::: LISTED RECORDS :::

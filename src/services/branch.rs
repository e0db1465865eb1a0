//! Branch manager: named lines of history per prompt.
//!
//! A new branch starts with a copy of its source's versions, so every
//! branch head points at a version row of its own branch. Merges are
//! fast-forward or conflict; there is no three-way merge.

use tracing::instrument;

use super::diff::line_diff;
use super::shared::Stores;
use crate::models::{Branch, BranchComparison, DEFAULT_BRANCH, MergeOutcome, Prompt, PromptVersion};
use crate::storage::index::{history, prompts};
use crate::{Error, Result};

/// Maximum length of a branch name, in characters.
pub const MAX_BRANCH_NAME_LENGTH: usize = 100;

/// Validates a branch name.
///
/// # Errors
///
/// Returns [`Error::InvalidInput`] for empty, padded, overlong names and
/// names containing `/`, `..`, or control characters.
pub fn validate_branch_name(name: &str) -> Result<()> {
    if name.trim().is_empty() {
        return Err(Error::InvalidInput(
            "branch name must not be empty".to_string(),
        ));
    }
    if name.trim() != name {
        return Err(Error::InvalidInput(
            "branch name must not have leading or trailing whitespace".to_string(),
        ));
    }
    if name.chars().count() > MAX_BRANCH_NAME_LENGTH {
        return Err(Error::InvalidInput(format!(
            "branch name must not exceed {MAX_BRANCH_NAME_LENGTH} characters"
        )));
    }
    if name.contains('/') || name.contains("..") || name.chars().any(char::is_control) {
        return Err(Error::InvalidInput(format!(
            "branch name '{name}' contains forbidden characters"
        )));
    }
    Ok(())
}

fn branch_not_found(prompt_id: &str, branch: &str) -> Error {
    Error::BranchNotFound {
        prompt_id: prompt_id.to_string(),
        branch: branch.to_string(),
    }
}

/// Loads the head version of a branch.
fn head_of(conn: &rusqlite::Connection, prompt_id: &str, branch: &str) -> Result<PromptVersion> {
    let pointer =
        history::get_branch(conn, prompt_id, branch)?.ok_or_else(|| branch_not_found(prompt_id, branch))?;
    history::get_version(conn, prompt_id, branch, pointer.head_version)?.ok_or_else(|| {
        Error::VersionNotFound {
            prompt_id: prompt_id.to_string(),
            branch: branch.to_string(),
            version: pointer.head_version,
        }
    })
}

/// Starts branch `name` at the head of `from_branch`: copies the source's
/// history, inserts the pointer, and records the fork as the pair's merge
/// base. Runs inside the caller's transaction.
pub(super) fn fork(
    conn: &rusqlite::Connection,
    prompt_id: &str,
    name: &str,
    from_branch: &str,
) -> Result<Branch> {
    let source = history::get_branch(conn, prompt_id, from_branch)?
        .ok_or_else(|| branch_not_found(prompt_id, from_branch))?;
    if history::get_branch(conn, prompt_id, name)?.is_some() {
        return Err(Error::BranchAlreadyExists {
            prompt_id: prompt_id.to_string(),
            branch: name.to_string(),
        });
    }
    // Version numbers are never reused, so a deleted branch's name stays
    // taken while its rows remain.
    if history::max_version(conn, prompt_id, name)? > 0 {
        return Err(Error::InvalidInput(format!(
            "branch name '{name}' still has history from a deleted branch"
        )));
    }

    history::copy_versions(conn, prompt_id, from_branch, name, source.head_version)?;
    let branch = Branch {
        name: name.to_string(),
        prompt_id: prompt_id.to_string(),
        head_version: source.head_version,
        parent_branch: Some(from_branch.to_string()),
        created_at: crate::current_timestamp(),
    };
    history::insert_branch(conn, &branch)?;
    history::record_merge_base(
        conn,
        prompt_id,
        (from_branch, source.head_version),
        (name, source.head_version),
    )?;
    Ok(branch)
}

/// Service for creating, switching, comparing, merging, and deleting branches.
#[derive(Debug, Clone)]
pub struct BranchService {
    stores: Stores,
}

impl BranchService {
    /// Creates a branch service over shared stores.
    #[must_use]
    pub const fn new(stores: Stores) -> Self {
        Self { stores }
    }

    /// Creates branch `name` from the head of `from_branch`.
    ///
    /// # Errors
    ///
    /// - [`Error::InvalidInput`] for a bad name, or a name whose earlier
    ///   history is still in the ledger
    /// - [`Error::NotFound`] for an unknown prompt
    /// - [`Error::BranchNotFound`] if `from_branch` does not exist
    /// - [`Error::BranchAlreadyExists`] if `name` is taken
    #[instrument(skip(self), fields(operation = "branch.create"))]
    pub fn create(&self, prompt_id: &str, name: &str, from_branch: &str) -> Result<Branch> {
        validate_branch_name(name)?;

        let branch = self.stores.index.transaction("create_branch", |tx| {
            prompts::get(tx, prompt_id)?.ok_or_else(|| Error::prompt_not_found(prompt_id))?;
            fork(tx, prompt_id, name, from_branch)
        })?;

        tracing::info!(prompt_id, branch = name, from = from_branch, "Created branch");
        Ok(branch)
    }

    /// Makes `name` the prompt's current branch.
    ///
    /// The file and row take the branch head's content; no version is
    /// appended.
    ///
    /// # Errors
    ///
    /// Returns [`Error::BranchNotFound`] if the branch does not exist.
    #[instrument(skip(self), fields(operation = "branch.switch"))]
    pub fn switch(&self, prompt_id: &str, name: &str) -> Result<Prompt> {
        let prompt = self.stores.index.transaction("switch_branch", |tx| {
            let mut prompt =
                prompts::get(tx, prompt_id)?.ok_or_else(|| Error::prompt_not_found(prompt_id))?;
            self.stores.checkout(tx, &mut prompt, name)?;
            Ok(prompt)
        })?;

        tracing::info!(prompt_id, branch = name, version = prompt.version, "Switched branch");
        Ok(prompt)
    }

    /// Branches of a prompt, oldest first.
    ///
    /// # Errors
    ///
    /// Returns an index error if the query fails.
    pub fn list(&self, prompt_id: &str) -> Result<Vec<Branch>> {
        self.stores.index.list_branches(prompt_id)
    }

    /// The branch edits currently land on.
    ///
    /// # Errors
    ///
    /// Returns [`Error::NotFound`] for an unknown prompt.
    pub fn current(&self, prompt_id: &str) -> Result<Branch> {
        let prompt = self.stores.require_prompt(prompt_id)?;
        self.stores
            .index
            .get_branch(prompt_id, &prompt.branch)?
            .ok_or_else(|| branch_not_found(prompt_id, &prompt.branch))
    }

    /// Compares the heads of two branches.
    ///
    /// # Errors
    ///
    /// Returns [`Error::BranchNotFound`] if either branch does not exist.
    pub fn compare(&self, prompt_id: &str, branch_a: &str, branch_b: &str) -> Result<BranchComparison> {
        let (head_a, head_b) = self.stores.index.read("compare_branches", |conn| {
            Ok((head_of(conn, prompt_id, branch_a)?, head_of(conn, prompt_id, branch_b)?))
        })?;

        Ok(BranchComparison {
            branch_a: branch_a.to_string(),
            head_a: head_a.version,
            branch_b: branch_b.to_string(),
            head_b: head_b.version,
            diff: line_diff(&head_a.content, &head_b.content),
        })
    }

    /// Fast-forwards `target` to the head content of `source`.
    ///
    /// The merge is allowed only while the target head is still the version
    /// recorded at the pair's merge base (the fork, or the last merge), so
    /// any target edit since then conflicts, including one that restores
    /// older content. The source head is appended as a new target version.
    ///
    /// # Errors
    ///
    /// - [`Error::InvalidInput`] when `source` and `target` are the same
    /// - [`Error::BranchNotFound`] if either branch does not exist
    /// - [`Error::MergeConflict`] if the branches diverged
    #[instrument(skip(self), fields(operation = "branch.merge"))]
    pub fn merge(&self, prompt_id: &str, source: &str, target: &str) -> Result<MergeOutcome> {
        if source == target {
            return Err(Error::InvalidInput(format!(
                "cannot merge branch '{source}' into itself"
            )));
        }

        let outcome = self.stores.index.transaction("merge_branches", |tx| {
            let source_head = head_of(tx, prompt_id, source)?;
            let target_head = head_of(tx, prompt_id, target)?;

            if source_head.content_hash == target_head.content_hash {
                history::record_merge_base(
                    tx,
                    prompt_id,
                    (target, target_head.version),
                    (source, source_head.version),
                )?;
                return Ok(MergeOutcome::UpToDate {
                    head_version: target_head.version,
                });
            }

            let target_unchanged = history::merge_base(tx, prompt_id, target, source)?
                .is_some_and(|(base, _)| base == target_head.version);
            if !target_unchanged {
                return Err(Error::MergeConflict {
                    source_branch: source.to_string(),
                    target_branch: target.to_string(),
                    source_content: source_head.content,
                    target_content: target_head.content,
                });
            }

            let now = crate::current_timestamp();
            let reason = format!("Merge branch '{source}' into '{target}'");
            let version =
                history::append_version(tx, prompt_id, target, &source_head.content, Some(&reason), now)?;
            history::record_merge_base(
                tx,
                prompt_id,
                (target, version.version),
                (source, source_head.version),
            )?;

            if let Some(mut prompt) = prompts::get(tx, prompt_id)?
                && prompt.branch == target
            {
                prompt.content = version.content.clone();
                prompt.version = version.version;
                prompt.updated_at = now;
                self.stores.persist(tx, &mut prompt)?;
            }
            Ok(MergeOutcome::FastForward { version })
        });

        match &outcome {
            Ok(MergeOutcome::FastForward { version }) => {
                metrics::counter!("promptvault_versions_created_total", "source" => "merge")
                    .increment(1);
                tracing::info!(prompt_id, source, target, version = version.version, "Merged branch");
            },
            Ok(MergeOutcome::UpToDate { .. }) => {
                tracing::debug!(prompt_id, source, target, "Branches already identical");
            },
            Err(Error::MergeConflict { .. }) => {
                metrics::counter!("promptvault_merge_conflicts_total").increment(1);
                tracing::warn!(prompt_id, source, target, "Merge conflict");
            },
            Err(_) => {},
        }
        outcome
    }

    /// Deletes a branch pointer. Its versions stay in the ledger.
    ///
    /// # Errors
    ///
    /// - [`Error::InvalidInput`] for `main` or the prompt's current branch
    /// - [`Error::BranchNotFound`] if the branch does not exist
    #[instrument(skip(self), fields(operation = "branch.delete"))]
    pub fn delete(&self, prompt_id: &str, name: &str) -> Result<()> {
        if name == DEFAULT_BRANCH {
            return Err(Error::InvalidInput(format!(
                "the '{DEFAULT_BRANCH}' branch cannot be deleted"
            )));
        }

        self.stores.index.transaction("delete_branch", |tx| {
            if let Some(prompt) = prompts::get(tx, prompt_id)?
                && prompt.branch == name
            {
                return Err(Error::InvalidInput(format!(
                    "branch '{name}' is current; switch away before deleting it"
                )));
            }
            if history::delete_branch(tx, prompt_id, name)? {
                Ok(())
            } else {
                Err(branch_not_found(prompt_id, name))
            }
        })?;

        tracing::info!(prompt_id, branch = name, "Deleted branch");
        Ok(())
    }
}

:::

## [THE PROBLEM]
From the data, pick out every line that includes "const".

## [EXPECTED ANSWER]
pub const MAX_BRANCH_NAME_LENGTH: usize = 100;
    pub const fn new(stores: Stores) -> Self {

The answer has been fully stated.